CFCN (CTV) reporting of Fair Copyright for Canada rally in Calgary (a discussion)

Here is a blog entry about this clip,
http://kempton.wordpress.com/2007/12/09/fair-copyright-cfcn-report/

I am posting this CFCN news report item (where I have been interviewed) for the purpose of research, criticism, review and news reporting. I believe that, to the best of my knowledge, these rights are available to me under the 2004 ruling by the Supreme Court of Canada in CCH Canadian Ltd. v. Law Society of Upper Canada.

I also believe that all legal disputes, if there are any, should be governed by the laws of Alberta, Canada since the videos were shot in Calgary, Alberta and the TV channel CFCN is base in Calgary, Alberta.

Ref:
http://en.wikipedia.org/wiki/Fair_dealing#Fair_dealing_in_Canada
http://en.wikipedia.org/wiki/CCH_Canadian_Ltd._v._Law_Society_of_Upper_Canada


Here are some references (s. 51-53) from "CCH Canadian Ltd. v. Law Society of Upper Canada" for reference in case of potential legal dispute as I wish to make it clear the "fair dealing" protection that we currently have available in Canada.
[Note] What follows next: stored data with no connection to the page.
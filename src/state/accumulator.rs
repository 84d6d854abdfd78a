// Pan/zoom accumulation between consolidations.
use log::warn;

use crate::model::{DeltaRecord, GestureInput, GesturePhase, Transform, WheelInput};

/// Net movement since the last consolidation, plus the last absolute
/// snapshot of a native gesture so successive gesture events can be
/// turned into increments.
#[derive(Debug, Clone, PartialEq)]
pub struct GestureAccumulator {
    pub cumulative_translate_x: f64,
    pub cumulative_translate_y: f64,
    /// Always > 0.
    pub cumulative_scale: f64,
    pub last_touch_x: f64,
    pub last_touch_y: f64,
    pub last_touch_scale: f64,
}

impl Default for GestureAccumulator {
    fn default() -> Self {
        Self {
            cumulative_translate_x: 0.0,
            cumulative_translate_y: 0.0,
            cumulative_scale: 1.0,
            last_touch_x: 0.0,
            last_touch_y: 0.0,
            last_touch_scale: 1.0,
        }
    }
}

impl GestureAccumulator {
    /// Ctrl+wheel zooms by `exp(-deltaY / 100)`, a plain wheel pans by the
    /// deltas times `direction` (±1).
    pub fn apply_wheel(&mut self, wheel: &WheelInput, direction: f64) {
        if wheel.ctrl_key {
            let next = self.cumulative_scale * (-wheel.delta_y / 100.0).exp();
            if next > 0.0 && next.is_finite() {
                self.cumulative_scale = next;
            } else {
                warn!(
                    "skipping wheel zoom step {} (deltaY {}) that leaves the scale range",
                    self.cumulative_scale, wheel.delta_y
                );
            }
            return;
        }
        if wheel.delta_x.is_finite() {
            self.cumulative_translate_x += wheel.delta_x * direction;
        }
        if wheel.delta_y.is_finite() {
            self.cumulative_translate_y += wheel.delta_y * direction;
        }
    }

    /// Gesture start only captures the snapshot; change and end fold the
    /// difference to the previous snapshot in and then advance it.
    pub fn apply_gesture(&mut self, gesture: &GestureInput) {
        if gesture.phase != GesturePhase::Start {
            if let Some(x) = gesture.screen_x {
                self.cumulative_translate_x += x - self.last_touch_x;
            }
            if let Some(y) = gesture.screen_y {
                self.cumulative_translate_y += y - self.last_touch_y;
            }
            if let Some(scale) = gesture.scale {
                let factor = 1.0 + (scale - self.last_touch_scale);
                if factor > 0.0 && factor.is_finite() {
                    self.cumulative_scale *= factor;
                } else {
                    warn!(
                        "skipping non-positive gesture scale step {} -> {}",
                        self.last_touch_scale, scale
                    );
                }
            }
        }
        if let Some(x) = gesture.screen_x {
            self.last_touch_x = x;
        }
        if let Some(y) = gesture.screen_y {
            self.last_touch_y = y;
        }
        if let Some(scale) = gesture.scale {
            self.last_touch_scale = scale;
        }
    }

    pub fn transform(&self) -> Transform {
        Transform {
            tx: self.cumulative_translate_x,
            ty: self.cumulative_translate_y,
            scale: self.cumulative_scale,
        }
    }

    pub fn is_at_rest(&self) -> bool {
        self.cumulative_translate_x == 0.0
            && self.cumulative_translate_y == 0.0
            && self.cumulative_scale == 1.0
    }

    /// Builds the record for the current totals and resets them. The touch
    /// snapshot is left alone: a gesture in progress keeps its continuity
    /// across consolidation windows.
    pub fn take_delta(&mut self) -> DeltaRecord {
        let record = DeltaRecord {
            x: self.cumulative_translate_x,
            y: self.cumulative_translate_y,
            scale_percentage: (self.cumulative_scale * 100.0).round() as u32,
        };
        self.clear();
        record
    }

    pub fn clear(&mut self) {
        self.cumulative_translate_x = 0.0;
        self.cumulative_translate_y = 0.0;
        self.cumulative_scale = 1.0;
    }
}
use thiserror::Error;
use wasm_bindgen::JsValue;

#[derive(Debug, Clone, PartialEq, Eq, Error)]
pub enum ConfigError {
    #[error("unknown attribute `{0}`")]
    UnknownAttribute(String),
    #[error("invalid consolidation interval `{0}`: expected a positive number of milliseconds")]
    InvalidInterval(String),
    #[error("invalid direction `{0}`: expected 1, -1, natural or traditional")]
    InvalidDirection(String),
    #[error("invalid input device `{0}`: expected any, touchpad or touchscreen")]
    InvalidInputDevice(String),
    #[error("invalid config json: {0}")]
    Json(String),
}

/// Failures while binding the engine to a live document.
#[derive(Debug, Clone, PartialEq, Eq, Error)]
pub enum GestureError {
    #[error("no global `window` exists")]
    NoWindow,
    #[error("window has no document")]
    NoDocument,
    #[error("selector `{selector}` failed: {reason}")]
    Selector { selector: String, reason: String },
    #[error("sentinel `{0}` matched no element")]
    SentinelNotFound(String),
    #[error("could not dispatch `{event}`: {reason}")]
    Dispatch { event: String, reason: String },
    #[error(transparent)]
    Config(#[from] ConfigError),
}

impl From<GestureError> for JsValue {
    fn from(err: GestureError) -> Self {
        JsValue::from_str(&err.to_string())
    }
}

/// Best-effort text for a thrown JS value.
pub(crate) fn describe_js(value: &JsValue) -> String {
    value
        .as_string()
        .unwrap_or_else(|| format!("{:?}", value))
}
"51 The fair dealing exception under s. 29 is open to those who can show that their dealings with a
copyrighted work were for the purpose of research or private study. "Research" must be given a large
and liberal interpretation in order to ensure that users' rights are not unduly constrained. I agree with the
Court of Appeal that research is not limited to non-commercial or private contexts. The Court of Appeal
correctly noted, at para. 128, that "[r]esearch for the purpose of advising clients, giving opinions, arguing
cases, preparing briefs and factums is nonetheless research." Lawyers carrying on the business of law
for profit are conducting research within the meaning of s. 29 of the Copyright Act.

52 The Copyright Act does not define what will be "fair"; whether something is fair is a question of fact
and depends on the facts of each case. See McKeown, supra, at p. 23-6. Lord Denning explained this
eloquently in Hubbard v. Vosper, [1972] 1 All E.R. 1023 (C.A.), at p. 1027:
It is impossible to define what is `fair dealing'. It must be a question of degree. You must consider
first the number and extent of the quotations and extracts. Are they altogether too many and too long to
be fair? Then you must consider the use made of them. If they are used as a basis for comment,
criticism or review, that may be a fair dealing. If they are used to convey the same information as the
author, for a rival purpose, that may be unfair. Next, you must consider the proportions. To take long
extracts and attach short comments may be unfair. But, short extracts and long comments may be fair.
Other considerations may come to mind also. But, after all is said and done, it must be a matter of
impression. As with fair comment in the law of libel, so with fair dealing in the law of copyright. The
tribunal of fact must decide.

53 At the Court of Appeal, Linden J.A. acknowledged that there was no set test for fairness, but
outlined a series of factors that could be considered to help assess whether a dealing is fair. Drawing on
the decision in Hubbard, supra, as well as the doctrine of fair use in the United States, he proposed that
the following factors be considered in assessing whether a dealing was fair: (1) the purpose of the
dealing; (2) the character of the dealing; (3) the amount of the dealing; (4) alternatives to the dealing; (5)
the nature of the work; and (6) the effect of the dealing on the work. Although these considerations will
not all arise in every case of fair dealing, this list of factors provides a useful analytical framework to
govern determinations of fairness in future cases."